A 3D printer may look like something out of a science fiction movie, but this cutting-edge technology is becoming increasingly common in the medical world. Now, a new use for 3D printing is emerging in the field of orthopedics. In particular, 3D printed casts are an alternative to traditional plaster or fiberglass casts.

While 3D printed casts are not yet widely available, they are becoming popular as more patients learn about the benefits that they offer. This blog post will discuss how 3D printed casts work and why you might choose one over a traditional plaster or fiberglass cast.

What Are 3D Printed Casts? 

A 3D printed cast is a medical device created using a 3D printer to support a broken bone as it heals. Unlike traditional casting, 3D printed casts are produced using additive manufacturing technology. This means that they can be custom designed to fit the specific contours of a patient's limb.  

3D printed casts can be manufactured with an open design that allows the skin to breathe and helps prevent skin irritation. In addition, 3D printing technology makes it possible to produce casts in different colors and designs.

How Do 3D Printed Casts Work?phonlamaiphoto - stock.adobe

A 3D scan is made of the injured limb to make the cast. This scan is then used to create a 3D model of the limb. An engineer uses that model to create a cast design that will fit the limb. The design is then sent to a 3D printer, which creates the cast using a high-temperature thermoplastic. The final product is then put on the limb and can be removed when the injury has healed.

Step 1: Scan

The process of creating a 3D-printed cast begins with taking a scan of the patient’s limb. This may include x-rays, CT scans, or other imaging techniques. This allows the doctor to determine the broken bone's exact position and the shape of the patient's limb.  

Step 2: 3D modeling

Once the scans are complete, a 3D model of the limb is created. The patient's hand is scanned with a 3D scanner to create an accurate and detailed three-dimensional model. This model can then be used to create a custom device design without the need for casting. 

Step 3: 3D printing

The next step is to print the cast. This can be done using a high-temperature thermoplastic or by sintering powder. The print may require post-processing to make the materials safe to touch and strong to wear for long periods of time.

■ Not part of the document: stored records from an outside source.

mod commands;

use std::path::PathBuf;

use clap::{Parser, Subcommand};
use panier_core::StoreId;
use tracing_subscriber::EnvFilter;

#[derive(Debug, Parser)]
#[command(name = "panier-cli")]
#[command(about = "Estimate grocery prices at French supermarkets")]
struct Cli {
    #[command(subcommand)]
    command: Commands,
}

#[derive(Debug, Subcommand)]
enum Commands {
    /// Estimate one item at one store
    Estimate {
        /// aldi, carrefour, monoprix or u
        #[arg(long)]
        store: StoreId,
        /// Locality hint; defaults to `PANIER_DEFAULT_CITY`
        #[arg(long)]
        city: Option<String>,
        #[arg(long)]
        name: String,
        #[arg(long, default_value = "")]
        brand: String,
        #[arg(long, default_value = "")]
        quantity: String,
    },
    /// Estimate every item of a JSON file at one store
    Batch {
        #[arg(long)]
        store: StoreId,
        #[arg(long)]
        city: Option<String>,
        /// JSON array of `{name, brand?, quantity?}`
        #[arg(long)]
        items: PathBuf,
        /// Concurrent searches; defaults to the store's worker limit
        #[arg(long)]
        workers: Option<usize>,
    },
    /// List supermarkets near an address or a point
    Stores {
        #[arg(long, conflicts_with_all = ["lat", "lon"], required_unless_present = "lat")]
        address: Option<String>,
        #[arg(long, requires = "lon", allow_negative_numbers = true)]
        lat: Option<f64>,
        #[arg(long, requires = "lat", allow_negative_numbers = true)]
        lon: Option<f64>,
        #[arg(long, default_value_t = 5.0)]
        radius_km: f64,
    },
}

#[tokio::main]
async fn main() -> anyhow::Result<()> {
    dotenvy::dotenv().ok();
    let config = panier_core::load_app_config()?;
    let env_filter = EnvFilter::try_from_default_env()
        .or_else(|_| EnvFilter::try_new(config.log_level.clone()))?;
    tracing_subscriber::fmt()
        .with_env_filter(env_filter)
        .with_writer(std::io::stderr)
        .init();

    let cli = Cli::parse();
    match cli.command {
        Commands::Estimate {
            store,
            city,
            name,
            brand,
            quantity,
        } => {
            let item = panier_core::ItemQuery::new(name, brand, quantity);
            commands::run_estimate(&config, store, city.as_deref(), item).await
        }
        Commands::Batch {
            store,
            city,
            items,
            workers,
        } => commands::run_batch(&config, store, city.as_deref(), &items, workers).await,
        Commands::Stores {
            address,
            lat,
            lon,
            radius_km,
        } => commands::run_stores(&config, address, lat.zip(lon), radius_km).await,
    }
}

What Are 3D Casts Made Of?

Most 3D casts are created using a high-temperature thermoplastic. The plastic is heated to a high temperature and then cooled, creating a hard, durable cast that can support broken bones or immobilize joints for non-surgical treatment. The exact composition varies depending on the manufacturer, but it typically includes a variety of polymers and resins.  

The Benefits of 3D Printed Casts 

3D-printed casts offer a number of benefits over traditional plaster casts or fiberglass casts, including a better fit, greater breathability, and decreased itchiness. They are much easier to remove, so you can wear them in showers or baths without worrying about this type of cast getting wet. They are also weather-resistant, so you don't have to worry about them getting ruined if caught in the rain.

Additionally, 3D printed casts can be custom-fit to your body, making them more comfortable to wear and less likely to cause skin irritation. Finally, because they are lightweight and breathable, 3D printed casts are less likely to cause swelling and discomfort than traditional casts.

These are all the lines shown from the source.